• _AIM OF THE TASK_
Whenever a line in the records below contains "suggestions", pick it out.

= = =

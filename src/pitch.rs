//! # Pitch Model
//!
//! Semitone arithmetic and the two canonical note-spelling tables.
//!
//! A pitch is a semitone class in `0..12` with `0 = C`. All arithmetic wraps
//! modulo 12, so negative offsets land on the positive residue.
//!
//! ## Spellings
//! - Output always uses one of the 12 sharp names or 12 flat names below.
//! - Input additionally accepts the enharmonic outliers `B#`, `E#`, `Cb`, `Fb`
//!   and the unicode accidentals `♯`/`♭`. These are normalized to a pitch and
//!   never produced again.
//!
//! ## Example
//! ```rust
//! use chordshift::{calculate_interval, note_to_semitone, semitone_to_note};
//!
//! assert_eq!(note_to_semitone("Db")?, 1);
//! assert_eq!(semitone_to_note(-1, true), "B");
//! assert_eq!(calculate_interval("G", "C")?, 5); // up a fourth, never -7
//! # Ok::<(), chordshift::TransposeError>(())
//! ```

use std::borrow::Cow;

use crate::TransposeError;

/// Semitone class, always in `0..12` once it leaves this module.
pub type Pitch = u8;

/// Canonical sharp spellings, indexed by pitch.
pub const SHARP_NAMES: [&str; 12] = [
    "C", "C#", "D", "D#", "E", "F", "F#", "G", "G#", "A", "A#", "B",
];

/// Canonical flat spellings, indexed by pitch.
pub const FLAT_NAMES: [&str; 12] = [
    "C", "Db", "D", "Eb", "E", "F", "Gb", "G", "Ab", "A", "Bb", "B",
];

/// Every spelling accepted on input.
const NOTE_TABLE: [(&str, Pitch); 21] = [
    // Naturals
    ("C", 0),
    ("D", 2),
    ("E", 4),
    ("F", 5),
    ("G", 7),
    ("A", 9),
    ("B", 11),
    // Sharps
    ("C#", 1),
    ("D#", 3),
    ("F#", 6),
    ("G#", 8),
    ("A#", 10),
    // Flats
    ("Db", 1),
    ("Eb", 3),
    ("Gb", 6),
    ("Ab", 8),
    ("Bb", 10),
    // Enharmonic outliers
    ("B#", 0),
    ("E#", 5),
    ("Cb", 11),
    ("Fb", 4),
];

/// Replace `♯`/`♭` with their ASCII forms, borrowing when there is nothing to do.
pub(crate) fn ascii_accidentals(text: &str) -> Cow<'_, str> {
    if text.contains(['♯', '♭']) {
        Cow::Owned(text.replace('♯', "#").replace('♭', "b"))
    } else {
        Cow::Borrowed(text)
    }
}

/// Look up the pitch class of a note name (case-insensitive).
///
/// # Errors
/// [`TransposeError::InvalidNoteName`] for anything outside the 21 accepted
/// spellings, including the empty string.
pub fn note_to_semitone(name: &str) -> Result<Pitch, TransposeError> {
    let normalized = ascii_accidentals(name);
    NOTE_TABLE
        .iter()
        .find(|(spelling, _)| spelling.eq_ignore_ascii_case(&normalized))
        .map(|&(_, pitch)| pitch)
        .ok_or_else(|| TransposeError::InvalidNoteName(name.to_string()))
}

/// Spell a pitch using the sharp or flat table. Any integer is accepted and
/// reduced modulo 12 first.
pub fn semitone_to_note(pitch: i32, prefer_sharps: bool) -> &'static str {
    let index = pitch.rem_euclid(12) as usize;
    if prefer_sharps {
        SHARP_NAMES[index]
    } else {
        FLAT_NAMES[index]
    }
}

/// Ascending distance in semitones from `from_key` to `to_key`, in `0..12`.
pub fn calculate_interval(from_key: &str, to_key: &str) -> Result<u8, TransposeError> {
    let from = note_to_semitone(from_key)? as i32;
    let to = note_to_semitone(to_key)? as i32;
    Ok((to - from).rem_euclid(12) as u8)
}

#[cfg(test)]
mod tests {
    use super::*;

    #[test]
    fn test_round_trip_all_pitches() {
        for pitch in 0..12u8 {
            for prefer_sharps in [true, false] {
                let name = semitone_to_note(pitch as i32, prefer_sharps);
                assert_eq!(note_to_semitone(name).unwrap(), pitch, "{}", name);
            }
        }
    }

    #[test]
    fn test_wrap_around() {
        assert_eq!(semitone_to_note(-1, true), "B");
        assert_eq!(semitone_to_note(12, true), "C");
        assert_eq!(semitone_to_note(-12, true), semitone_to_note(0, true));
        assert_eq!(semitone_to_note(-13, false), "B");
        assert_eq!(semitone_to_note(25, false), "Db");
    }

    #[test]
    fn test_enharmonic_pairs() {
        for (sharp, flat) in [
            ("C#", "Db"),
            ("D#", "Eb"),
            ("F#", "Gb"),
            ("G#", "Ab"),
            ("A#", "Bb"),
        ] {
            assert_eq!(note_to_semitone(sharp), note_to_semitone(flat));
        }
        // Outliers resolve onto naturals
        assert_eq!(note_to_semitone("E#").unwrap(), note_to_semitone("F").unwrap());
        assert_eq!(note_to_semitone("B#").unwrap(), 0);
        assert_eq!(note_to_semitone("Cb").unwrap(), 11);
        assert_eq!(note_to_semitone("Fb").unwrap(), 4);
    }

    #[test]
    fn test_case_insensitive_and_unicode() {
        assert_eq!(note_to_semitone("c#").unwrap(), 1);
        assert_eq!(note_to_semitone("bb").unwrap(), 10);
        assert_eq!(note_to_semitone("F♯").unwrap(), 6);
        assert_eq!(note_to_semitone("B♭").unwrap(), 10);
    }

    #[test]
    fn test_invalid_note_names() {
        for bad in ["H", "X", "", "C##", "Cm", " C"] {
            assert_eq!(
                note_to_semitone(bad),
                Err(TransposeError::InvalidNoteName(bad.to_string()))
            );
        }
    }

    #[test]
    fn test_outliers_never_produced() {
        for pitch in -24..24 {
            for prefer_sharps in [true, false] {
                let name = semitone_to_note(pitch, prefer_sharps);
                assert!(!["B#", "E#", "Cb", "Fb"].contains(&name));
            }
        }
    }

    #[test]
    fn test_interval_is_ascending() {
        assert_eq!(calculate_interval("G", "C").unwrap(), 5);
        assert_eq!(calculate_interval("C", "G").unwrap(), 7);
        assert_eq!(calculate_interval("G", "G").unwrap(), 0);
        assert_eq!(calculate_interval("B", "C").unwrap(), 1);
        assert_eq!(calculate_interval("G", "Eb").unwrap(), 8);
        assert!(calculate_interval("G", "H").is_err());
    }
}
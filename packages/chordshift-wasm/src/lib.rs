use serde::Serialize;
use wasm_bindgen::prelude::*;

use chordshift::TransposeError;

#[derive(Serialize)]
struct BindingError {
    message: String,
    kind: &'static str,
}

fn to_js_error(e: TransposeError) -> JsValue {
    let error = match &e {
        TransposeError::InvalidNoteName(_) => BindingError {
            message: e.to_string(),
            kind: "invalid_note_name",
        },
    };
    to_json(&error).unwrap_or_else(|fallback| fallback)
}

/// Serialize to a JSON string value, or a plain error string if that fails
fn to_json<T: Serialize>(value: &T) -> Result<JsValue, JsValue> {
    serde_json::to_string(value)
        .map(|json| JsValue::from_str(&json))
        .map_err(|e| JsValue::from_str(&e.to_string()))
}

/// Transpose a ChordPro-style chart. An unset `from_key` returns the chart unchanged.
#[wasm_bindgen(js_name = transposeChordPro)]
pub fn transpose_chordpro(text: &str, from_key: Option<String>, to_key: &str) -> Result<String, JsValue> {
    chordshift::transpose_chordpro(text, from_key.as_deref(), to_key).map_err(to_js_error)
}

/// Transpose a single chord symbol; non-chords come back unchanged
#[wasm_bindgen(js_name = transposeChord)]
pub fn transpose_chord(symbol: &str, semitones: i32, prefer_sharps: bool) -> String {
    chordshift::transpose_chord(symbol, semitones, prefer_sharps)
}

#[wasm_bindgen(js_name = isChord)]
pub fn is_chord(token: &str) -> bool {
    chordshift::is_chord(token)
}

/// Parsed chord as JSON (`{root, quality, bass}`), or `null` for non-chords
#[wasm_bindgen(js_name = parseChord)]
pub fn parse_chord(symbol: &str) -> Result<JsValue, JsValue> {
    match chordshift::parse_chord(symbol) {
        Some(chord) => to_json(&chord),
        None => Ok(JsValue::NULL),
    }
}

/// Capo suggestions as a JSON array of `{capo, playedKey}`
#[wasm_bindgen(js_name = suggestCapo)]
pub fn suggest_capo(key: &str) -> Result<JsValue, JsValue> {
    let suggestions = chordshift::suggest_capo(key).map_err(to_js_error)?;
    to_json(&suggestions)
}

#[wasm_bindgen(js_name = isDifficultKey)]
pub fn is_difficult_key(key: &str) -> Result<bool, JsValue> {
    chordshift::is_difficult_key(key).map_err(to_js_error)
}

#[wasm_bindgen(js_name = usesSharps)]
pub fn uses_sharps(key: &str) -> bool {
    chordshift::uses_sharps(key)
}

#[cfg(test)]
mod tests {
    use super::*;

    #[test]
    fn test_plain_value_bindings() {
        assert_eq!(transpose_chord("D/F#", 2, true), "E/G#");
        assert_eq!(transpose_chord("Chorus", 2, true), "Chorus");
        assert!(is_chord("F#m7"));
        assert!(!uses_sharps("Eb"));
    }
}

= = =

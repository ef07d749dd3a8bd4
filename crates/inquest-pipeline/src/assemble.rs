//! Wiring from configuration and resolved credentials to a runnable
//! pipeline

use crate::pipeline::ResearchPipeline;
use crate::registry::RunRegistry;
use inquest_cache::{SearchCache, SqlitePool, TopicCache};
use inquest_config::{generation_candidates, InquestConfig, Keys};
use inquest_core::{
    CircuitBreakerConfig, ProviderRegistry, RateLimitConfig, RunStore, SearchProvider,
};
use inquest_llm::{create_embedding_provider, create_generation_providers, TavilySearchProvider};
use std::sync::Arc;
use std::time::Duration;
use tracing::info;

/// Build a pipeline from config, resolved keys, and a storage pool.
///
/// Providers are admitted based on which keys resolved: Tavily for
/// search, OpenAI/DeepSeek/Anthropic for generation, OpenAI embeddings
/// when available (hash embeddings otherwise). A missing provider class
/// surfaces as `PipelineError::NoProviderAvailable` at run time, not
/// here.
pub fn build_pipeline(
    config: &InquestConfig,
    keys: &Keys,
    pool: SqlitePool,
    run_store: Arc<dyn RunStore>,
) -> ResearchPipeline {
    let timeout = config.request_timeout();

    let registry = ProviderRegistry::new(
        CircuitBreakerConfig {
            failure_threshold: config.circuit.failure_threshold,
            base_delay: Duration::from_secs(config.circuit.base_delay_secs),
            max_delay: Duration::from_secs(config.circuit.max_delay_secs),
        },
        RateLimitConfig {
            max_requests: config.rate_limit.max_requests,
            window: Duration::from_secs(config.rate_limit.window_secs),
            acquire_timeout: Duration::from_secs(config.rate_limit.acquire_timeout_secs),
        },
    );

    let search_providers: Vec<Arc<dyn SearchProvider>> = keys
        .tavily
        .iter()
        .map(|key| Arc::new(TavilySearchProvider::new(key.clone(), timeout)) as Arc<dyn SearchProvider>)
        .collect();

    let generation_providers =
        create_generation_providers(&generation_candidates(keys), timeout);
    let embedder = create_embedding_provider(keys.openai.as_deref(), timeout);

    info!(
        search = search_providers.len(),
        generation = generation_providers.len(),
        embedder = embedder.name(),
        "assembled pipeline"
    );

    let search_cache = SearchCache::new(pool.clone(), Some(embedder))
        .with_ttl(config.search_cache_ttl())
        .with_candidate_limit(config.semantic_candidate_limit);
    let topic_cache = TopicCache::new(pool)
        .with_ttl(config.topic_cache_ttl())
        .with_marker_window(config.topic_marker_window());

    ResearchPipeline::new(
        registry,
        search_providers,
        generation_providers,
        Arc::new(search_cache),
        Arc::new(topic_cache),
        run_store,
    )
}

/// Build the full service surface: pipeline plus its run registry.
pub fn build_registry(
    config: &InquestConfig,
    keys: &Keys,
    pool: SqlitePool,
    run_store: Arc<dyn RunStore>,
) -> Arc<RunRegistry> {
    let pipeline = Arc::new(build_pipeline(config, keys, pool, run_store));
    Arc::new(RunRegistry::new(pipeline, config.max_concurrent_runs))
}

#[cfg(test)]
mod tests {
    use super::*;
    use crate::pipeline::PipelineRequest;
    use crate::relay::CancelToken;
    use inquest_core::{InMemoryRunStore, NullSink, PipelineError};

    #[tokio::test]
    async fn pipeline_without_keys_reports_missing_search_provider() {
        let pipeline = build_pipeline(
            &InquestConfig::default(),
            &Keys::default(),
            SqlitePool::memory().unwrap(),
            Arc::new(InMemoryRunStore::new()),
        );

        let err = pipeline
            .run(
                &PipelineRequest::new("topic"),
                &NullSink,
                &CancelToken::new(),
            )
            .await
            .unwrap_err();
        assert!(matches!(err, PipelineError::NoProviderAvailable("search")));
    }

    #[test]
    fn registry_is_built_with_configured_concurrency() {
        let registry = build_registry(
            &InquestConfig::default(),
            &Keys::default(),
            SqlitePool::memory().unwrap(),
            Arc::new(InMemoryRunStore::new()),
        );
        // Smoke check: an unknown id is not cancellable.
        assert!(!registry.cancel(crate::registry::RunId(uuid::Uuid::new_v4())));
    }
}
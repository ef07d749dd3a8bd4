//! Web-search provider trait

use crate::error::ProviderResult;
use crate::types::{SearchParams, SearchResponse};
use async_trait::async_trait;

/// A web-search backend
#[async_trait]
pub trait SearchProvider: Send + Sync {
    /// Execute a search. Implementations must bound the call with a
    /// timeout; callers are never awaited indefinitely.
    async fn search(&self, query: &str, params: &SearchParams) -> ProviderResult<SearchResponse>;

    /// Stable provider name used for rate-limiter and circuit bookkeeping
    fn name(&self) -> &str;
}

= = =

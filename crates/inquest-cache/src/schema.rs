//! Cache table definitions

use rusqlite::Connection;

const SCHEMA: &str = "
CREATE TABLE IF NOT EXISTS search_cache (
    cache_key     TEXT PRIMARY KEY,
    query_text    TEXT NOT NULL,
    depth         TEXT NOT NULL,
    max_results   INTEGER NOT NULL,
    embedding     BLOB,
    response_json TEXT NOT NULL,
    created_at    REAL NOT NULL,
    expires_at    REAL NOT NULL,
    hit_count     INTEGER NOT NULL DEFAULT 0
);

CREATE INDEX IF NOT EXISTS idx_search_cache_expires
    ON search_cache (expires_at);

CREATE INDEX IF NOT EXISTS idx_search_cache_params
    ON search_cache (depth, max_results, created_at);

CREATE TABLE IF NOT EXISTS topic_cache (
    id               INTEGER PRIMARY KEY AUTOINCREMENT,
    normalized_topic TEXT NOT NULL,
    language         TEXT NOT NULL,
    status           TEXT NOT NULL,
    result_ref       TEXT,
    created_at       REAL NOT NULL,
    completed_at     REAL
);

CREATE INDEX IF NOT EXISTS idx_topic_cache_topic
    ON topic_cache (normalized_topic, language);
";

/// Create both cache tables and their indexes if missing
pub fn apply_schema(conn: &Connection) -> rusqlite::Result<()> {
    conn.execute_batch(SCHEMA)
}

= = =

• _ANSWER SECTION_
/// Capo suggestions as a JSON array of `{capo, playedKey}`
    let suggestions = chordshift::suggest_capo(key).map_err(to_js_error)?;
    to_json(&suggestions)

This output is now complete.